Gene Expression Signatures Associated with Prior Rituximab Treatment in Patients with Anti-aquaporin-4 Antibody-positive (AQP4-Ab+) Neuromyelitis Optica Spectrum Disorder (NMOSD) in the CHAMPION-NMOSD Trial
Sean Pittock1, Irem Celen2, Kerstin Allen2, Dan Case2, Ruba Bou-Chahine2
1Mayo Clinic, 2Alexion, AstraZeneca Rare Disease
Objective:
Evaluate gene expression signatures at baseline and during treatment with ravulizumab, a complement component 5 (C5) inhibitor, among patients with AQP4-Ab+ NMOSD in CHAMPION-NMOSD.
Background:

AQP4-Ab+ NMOSD is an autoimmune disorder characterized by prominent inflammatory responses and complement dysregulation resulting in astrocyte and neuronal injury. Comparison of gene expression profiles of patients with AQP4-Ab+ NMOSD receiving ravulizumab and healthy adults may further inform this immune dysregulation.

Design/Methods:

Gene expression was analyzed using whole blood samples collected predose at baseline, week 26, and week 50 from 32/58 patients in CHAMPION-NMOSD and from 10 external demographically matched healthy individuals. RNA samples were used for RNA-seq and bioinformatics analyses.

Results:
Baseline gene expression profiles of patients with AQP4-Ab+ NMOSD differed from healthy individuals in an unsupervised clustering.
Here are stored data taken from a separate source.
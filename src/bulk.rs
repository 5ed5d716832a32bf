//! Contains the bulk write operation builder.

mod aggregate;
mod batch;
mod dispatch;
pub(crate) mod models;

use crate::{
    bson::Document,
    bson_util::get_or_prepend_id_field,
    coll::{options::BulkWriteOptions, Collection},
    error::{Error, Result},
    results::BulkWriteResult,
};

use self::{aggregate::ResultAggregator, batch::split_into_batches, dispatch::Dispatcher};

pub use self::models::{UpdateModifications, WriteRequest};

#[derive(Clone, Copy, Debug, PartialEq, Eq)]
enum ExecutionState {
    Building,
    Executed,
}

/// A sequence of writes against one collection, built up one request at a time and executed
/// together exactly once. Create one with
/// [`Collection::initialize_ordered_bulk_operation`] or
/// [`Collection::initialize_unordered_bulk_operation`].
///
/// Once [`execute`](BulkWriteOperation::execute) has been called, whether or not it succeeded,
/// the operation can no longer be modified or executed again; doing so returns an error for
/// which [`Error::is_state_error`] is true.
#[derive(Debug)]
pub struct BulkWriteOperation {
    collection: Collection,
    ordered: bool,
    requests: Vec<WriteRequest>,
    state: ExecutionState,
}

impl BulkWriteOperation {
    pub(crate) fn new(collection: Collection, ordered: bool) -> Self {
        Self {
            collection,
            ordered,
            requests: Vec::new(),
            state: ExecutionState::Building,
        }
    }

    /// Whether this operation stops at the first failed request.
    pub fn is_ordered(&self) -> bool {
        self.ordered
    }

    /// Whether [`execute`](BulkWriteOperation::execute) has been called.
    pub fn is_executed(&self) -> bool {
        self.state == ExecutionState::Executed
    }

    /// The requests queued so far, in submission order.
    pub fn requests(&self) -> &[WriteRequest] {
        &self.requests
    }

    /// Queues an insert of `document`.
    ///
    /// If `document` has no `_id` field, one is generated and prepended to it. The caller sees
    /// the new `_id` immediately, whatever the outcome of a later
    /// [`execute`](BulkWriteOperation::execute).
    pub fn insert(&mut self, document: &mut Document) -> Result<()> {
        self.check_building()?;
        get_or_prepend_id_field(document, self.collection.id_generator());
        self.push(WriteRequest::InsertOne {
            document: document.clone(),
        })
    }

    /// Starts a request on the documents that match `filter`. The returned scope queues exactly
    /// one request once one of its terminal methods is called.
    pub fn find(&mut self, filter: Document) -> Result<RequestScope<'_>> {
        self.check_building()?;
        Ok(RequestScope {
            operation: self,
            filter,
        })
    }

    /// Executes the queued requests.
    ///
    /// The write concern in `options` takes precedence over the collection's. With an
    /// unacknowledged write concern the requests are sent but their outcomes are never reported,
    /// and the returned [`BulkWriteResult`] carries no counts.
    ///
    /// If any request fails, or the write concern cannot be satisfied, an
    /// [`ErrorKind::BulkWrite`](crate::error::ErrorKind::BulkWrite) error is returned describing
    /// the failures and what had already been applied.
    pub async fn execute(
        &mut self,
        options: impl Into<Option<BulkWriteOptions>>,
    ) -> Result<BulkWriteResult> {
        self.check_building()?;
        self.state = ExecutionState::Executed;

        if self.requests.is_empty() {
            return Err(Error::invalid_argument(
                "a bulk write operation must contain at least one request",
            ));
        }

        let options = options.into().unwrap_or_default();
        let write_concern = options
            .write_concern
            .or_else(|| self.collection.write_concern().cloned())
            .unwrap_or_default();
        write_concern.validate()?;

        let batches = split_into_batches(&self.requests, self.collection.limits())?;

        let dispatcher = Dispatcher {
            executor: self.collection.executor(),
            namespace: self.collection.namespace(),
            requests: &self.requests,
            ordered: self.ordered,
            write_concern: &write_concern,
            bypass_document_validation: options.bypass_document_validation,
            comment: options.comment.as_ref(),
            max_time: self.collection.max_time(),
            max_concurrent_batches: self.collection.limits().max_concurrent_batches,
            event_handler: self.collection.bulk_write_event_handler(),
        };

        if !write_concern.is_acknowledged() {
            // Nothing is reported about individual requests. Only a failure to hand a sub-batch
            // to the remote store is surfaced.
            let mut failure = None;
            dispatcher
                .dispatch(batches, |outcome| match outcome.result {
                    Ok(_) => true,
                    Err(error) => {
                        if failure.is_none() {
                            failure = Some(error);
                        }
                        false
                    }
                })
                .await;
            return match failure {
                Some(error) => Err(error),
                None => Ok(BulkWriteResult::unacknowledged()),
            };
        }

        let mut aggregator = ResultAggregator::new(&self.requests, self.ordered);
        dispatcher
            .dispatch(batches, |outcome| {
                aggregator.record_batch(outcome);
                !aggregator.is_stopped()
            })
            .await;
        aggregator.finish()
    }

    fn check_building(&self) -> Result<()> {
        match self.state {
            ExecutionState::Building => Ok(()),
            ExecutionState::Executed => Err(Error::invalid_state(
                "bulk write operation has already been executed",
            )),
        }
    }

    fn push(&mut self, request: WriteRequest) -> Result<()> {
        self.check_building()?;
        request.validate(self.collection.limits().max_bson_object_size)?;
        self.requests.push(request);
        Ok(())
    }
}

/// A request under construction on the documents matching a filter, returned by
/// [`BulkWriteOperation::find`].
#[must_use]
#[derive(Debug)]
pub struct RequestScope<'a> {
    operation: &'a mut BulkWriteOperation,
    filter: Document,
}

impl<'a> RequestScope<'a> {
    /// Makes the next update or replace create a document if the filter matches nothing.
    pub fn upsert(self) -> UpsertRequestScope<'a> {
        UpsertRequestScope { scope: self }
    }

    /// Queues an update of the first document matching the filter.
    pub fn update_one(self, update: impl Into<UpdateModifications>) -> Result<()> {
        self.update_common(update.into(), false, false)
    }

    /// Queues an update of every document matching the filter.
    pub fn update_many(self, update: impl Into<UpdateModifications>) -> Result<()> {
        self.update_common(update.into(), true, false)
    }

    /// Same as [`update_many`](RequestScope::update_many).
    pub fn update(self, update: impl Into<UpdateModifications>) -> Result<()> {
        self.update_many(update)
    }

    /// Queues a replacement of the first document matching the filter. `replacement` must not
    /// contain update operators.
    pub fn replace_one(self, replacement: Document) -> Result<()> {
        self.replace_common(replacement, false)
    }

    /// Queues a removal of the first document matching the filter.
    pub fn remove_one(self) -> Result<()> {
        let filter = self.filter;
        self.operation.push(WriteRequest::RemoveOne { filter })
    }

    /// Queues a removal of every document matching the filter.
    pub fn remove_many(self) -> Result<()> {
        let filter = self.filter;
        self.operation.push(WriteRequest::RemoveMany { filter })
    }

    /// Same as [`remove_many`](RequestScope::remove_many).
    pub fn remove(self) -> Result<()> {
        self.remove_many()
    }

    fn update_common(self, update: UpdateModifications, multi: bool, upsert: bool) -> Result<()> {
        let filter = self.filter;
        let request = if multi {
            WriteRequest::UpdateMany {
                filter,
                update,
                upsert,
            }
        } else {
            WriteRequest::UpdateOne {
                filter,
                update,
                upsert,
            }
        };
        self.operation.push(request)
    }

    fn replace_common(self, replacement: Document, upsert: bool) -> Result<()> {
        let filter = self.filter;
        self.operation.push(WriteRequest::ReplaceOne {
            filter,
            replacement,
            upsert,
        })
    }
}

/// A [`RequestScope`] whose update or replace creates a document when the filter matches
/// nothing. Removals cannot upsert, so they are not offered here.
#[must_use]
#[derive(Debug)]
pub struct UpsertRequestScope<'a> {
    scope: RequestScope<'a>,
}

impl UpsertRequestScope<'_> {
    /// Queues an upserting update of the first document matching the filter.
    pub fn update_one(self, update: impl Into<UpdateModifications>) -> Result<()> {
        self.scope.update_common(update.into(), false, true)
    }

    /// Queues an upserting update of every document matching the filter.
    pub fn update_many(self, update: impl Into<UpdateModifications>) -> Result<()> {
        self.scope.update_common(update.into(), true, true)
    }

    /// Same as [`update_many`](UpsertRequestScope::update_many).
    pub fn update(self, update: impl Into<UpdateModifications>) -> Result<()> {
        self.update_many(update)
    }

    /// Queues an upserting replacement of the first document matching the filter.
    pub fn replace_one(self, replacement: Document) -> Result<()> {
        self.scope.replace_common(replacement, true)
    }
}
Patients were further separated into 2 subgroups, with prior rituximab exposure identified as a predictor distinguishing one patient population from the other (univariate P=0.0187, multivariate P=0.0439). Significant differences in expression of genes involved in cytokine-receptor-mediated signaling and the complement pathway were observed between patients and healthy individuals. Patients with prior rituximab exposure experienced further dysregulation in these pathways compared with rituximab-naive patients. At baseline, significant gene expression-level differences were observed for C5, C3, and associated receptors as well as extracellular matrix regulating metalloenzymes. Neither patient group exhibited significant differences in these markers’ expression between baseline and week 50 of ravulizumab treatment. Despite decreased B-cell–associated gene expression in individuals with prior rituximab exposure, baseline cytotoxic-T-cell–, macrophage-, and neutrophil-associated gene expression levels tended to be higher than those in rituximab-naive patients.
Conclusions:
Patients with AQP4-Ab+ NMOSD had a distinct gene expression profile characterized by complement dysregulation, immune activation, and inflammation. This profile was more pronounced with prior rituximab exposure. The expression levels remained elevated following ravulizumab treatment. This enduring impact of rituximab use warrants further evaluation in this patient population.